Azande: Warroir tribe that conquered parts of Central Africa Republic, DRC & South Sudan
The Azande (plural of “Zande” in the Zande language) are an ethnic group of North Central Africa.
Zande are primarily found in the northeastern region of Democratic Republic of the Congo, south-central and southwestern regions of South Sudan, and the southeastern region of Central African Republic. The Congolese Azande inhabit in Orientale Province, specifically in the Isiro, Dungu, Kisangani, and Duruma areas near the Uele River.
The Azande of Central Africa inhabit in the areas of Rafa, Bangasu, and Obo. The Azande of South Sudan live in Yei, Maridi, Yambio, Tombura, Deim Zubeir, Wau Town, and Momoi, in the states of Central, Western Equatoria, and Western Bahr al-Ghazal.

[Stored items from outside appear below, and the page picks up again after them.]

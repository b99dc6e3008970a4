use std::fs;
use std::path::{Path, PathBuf};
use std::time::Duration;

use anyhow::{Context, Result};
use serde::{Deserialize, Serialize};

use crate::batch::{DEFAULT_MAX_BATCH, DEFAULT_MIN_BATCH};
use crate::cache::{DEFAULT_FIFO_TTL, DEFAULT_MAX_SIZE};
use crate::classifier::{RegimeTable, DEFAULT_CONFIDENCE_WEIGHTS, DEFAULT_DISTRIBUTION};
use crate::retry::{BackoffPolicy, DEFAULT_BASE_FREQUENCY_HZ};

/// Configuration values that cannot be used as-is.
#[derive(Debug, Clone, PartialEq, thiserror::Error)]
pub enum ConfigError {
    #[error("batch.min_batch ({min}) must be positive and less than batch.max_batch ({max})")]
    BatchBounds { min: usize, max: usize },
    #[error("cache.max_size must be at least 1")]
    CacheSize,
    #[error("retry.max_attempts must be at least 1")]
    RetryAttempts,
    #[error("retry.base_frequency_hz must be positive, got {0}")]
    BaseFrequency(f64),
    #[error("retry.growth_factor must be positive, got {0}")]
    GrowthFactor(f64),
}

/// Batch size bounds (`[batch]` section).
#[derive(Debug, Clone, PartialEq, Serialize, Deserialize)]
pub struct BatchConfig {
    pub min_batch: usize,
    pub max_batch: usize,
}

impl Default for BatchConfig {
    fn default() -> Self {
        Self {
            min_batch: DEFAULT_MIN_BATCH,
            max_batch: DEFAULT_MAX_BATCH,
        }
    }
}

/// Harmonic retry parameters (`[retry]` section).
#[derive(Debug, Clone, PartialEq, Serialize, Deserialize)]
pub struct RetryConfig {
    /// Base frequency; one period is `1 / base_frequency_hz` seconds.
    pub base_frequency_hz: f64,
    /// Maximum number of attempts per batch (including the first).
    pub max_attempts: u32,
    pub start_multiple: u32,
    pub growth_factor: f64,
    /// Cap on the harmonic multiple; built-in cap when missing or 0.
    #[serde(default, skip_serializing_if = "Option::is_none")]
    pub max_multiple: Option<u32>,
}

impl Default for RetryConfig {
    fn default() -> Self {
        let policy = BackoffPolicy::default();
        Self {
            base_frequency_hz: DEFAULT_BASE_FREQUENCY_HZ,
            max_attempts: policy.max_attempts,
            start_multiple: policy.start_multiple,
            growth_factor: policy.growth_factor,
            max_multiple: policy.max_multiple,
        }
    }
}

impl RetryConfig {
    pub fn policy(&self) -> BackoffPolicy {
        BackoffPolicy {
            max_attempts: self.max_attempts,
            start_multiple: self.start_multiple,
            growth_factor: self.growth_factor,
            max_multiple: self.max_multiple,
        }
    }
}

/// Cache sizing (`[cache]` section).
#[derive(Debug, Clone, PartialEq, Serialize, Deserialize)]
pub struct CacheConfig {
    /// Capacity of each of the three stores.
    pub max_size: usize,
    /// Lifetime of exploration entries, in seconds.
    pub fifo_ttl_secs: u64,
}

impl Default for CacheConfig {
    fn default() -> Self {
        Self {
            max_size: DEFAULT_MAX_SIZE,
            fifo_ttl_secs: DEFAULT_FIFO_TTL.as_secs(),
        }
    }
}

impl CacheConfig {
    pub fn fifo_ttl(&self) -> Duration {
        Duration::from_secs(self.fifo_ttl_secs)
    }
}

/// Optional overrides for the classifier tables (`[classifier]` section).
#[derive(Debug, Clone, Default, PartialEq, Serialize, Deserialize)]
pub struct ClassifierConfig {
    #[serde(default, skip_serializing_if = "Option::is_none")]
    pub confidence_weights: Option<RegimeTable>,
    #[serde(default, skip_serializing_if = "Option::is_none")]
    pub distribution: Option<RegimeTable>,
}

impl ClassifierConfig {
    pub fn confidence_weights(&self) -> RegimeTable {
        self.confidence_weights.unwrap_or(DEFAULT_CONFIDENCE_WEIGHTS)
    }

    pub fn distribution(&self) -> RegimeTable {
        self.distribution.unwrap_or(DEFAULT_DISTRIBUTION)
    }
}

/// Global configuration loaded from `~/.config/regimekit/config.toml`.
/// Every section is optional; missing sections take their defaults.
#[derive(Debug, Clone, Default, PartialEq, Serialize, Deserialize)]
pub struct KernelConfig {
    #[serde(default)]
    pub batch: BatchConfig,
    #[serde(default)]
    pub retry: RetryConfig,
    #[serde(default)]
    pub cache: CacheConfig,
    #[serde(default)]
    pub classifier: ClassifierConfig,
}

impl KernelConfig {
    pub fn validate(&self) -> Result<(), ConfigError> {
        let (min, max) = (self.batch.min_batch, self.batch.max_batch);
        if min == 0 || min >= max {
            return Err(ConfigError::BatchBounds { min, max });
        }
        if self.cache.max_size == 0 {
            return Err(ConfigError::CacheSize);
        }
        if self.retry.max_attempts == 0 {
            return Err(ConfigError::RetryAttempts);
        }
        let hz = self.retry.base_frequency_hz;
        if !hz.is_finite() || hz <= 0.0 {
            return Err(ConfigError::BaseFrequency(hz));
        }
        let growth = self.retry.growth_factor;
        if !growth.is_finite() || growth <= 0.0 {
            return Err(ConfigError::GrowthFactor(growth));
        }
        Ok(())
    }
}

pub fn config_path() -> Result<PathBuf> {
    let xdg_dirs = xdg::BaseDirectories::with_prefix("regimekit")?;
    Ok(xdg_dirs.place_config_file("config.toml")?)
}

/// Read and validate a config file.
pub fn load_from_path(path: &Path) -> Result<KernelConfig> {
    let data = fs::read_to_string(path)
        .with_context(|| format!("reading config {}", path.display()))?;
    let cfg: KernelConfig =
        toml::from_str(&data).with_context(|| format!("parsing config {}", path.display()))?;
    cfg.validate()?;
    Ok(cfg)
}

/// Write `cfg` as pretty TOML, creating parent directories.
pub fn save_to_path(cfg: &KernelConfig, path: &Path) -> Result<()> {
    let toml = toml::to_string_pretty(cfg)?;
    if let Some(parent) = path.parent() {
        fs::create_dir_all(parent)?;
    }
    fs::write(path, toml)?;
    Ok(())
}

/// Load configuration from disk, creating a default file if none exists.
pub fn load_or_init() -> Result<KernelConfig> {
    let path = config_path()?;
    if !path.exists() {
        let default_cfg = KernelConfig::default();
        save_to_path(&default_cfg, &path)?;
        tracing::info!("created default config at {}", path.display());
        return Ok(default_cfg);
    }
    load_from_path(&path)
}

The Zande are thought to have been established during a military conquest in the early half of the 18th century. They were ruled by two dynasties with distinct origins and political strategies. Most of the political, linguistic, and cultural elements were formed by the Vungara clan.
The Bandia, a non-Zande dynasty, pushed into northern Zaire and absorbed several Zande practices.
The Bandia people ruled over the Vungara in the early nineteenth century, and the two groups merged to form the Azande people. They resided on the savannas of what is now the Central African Republic’s southeast.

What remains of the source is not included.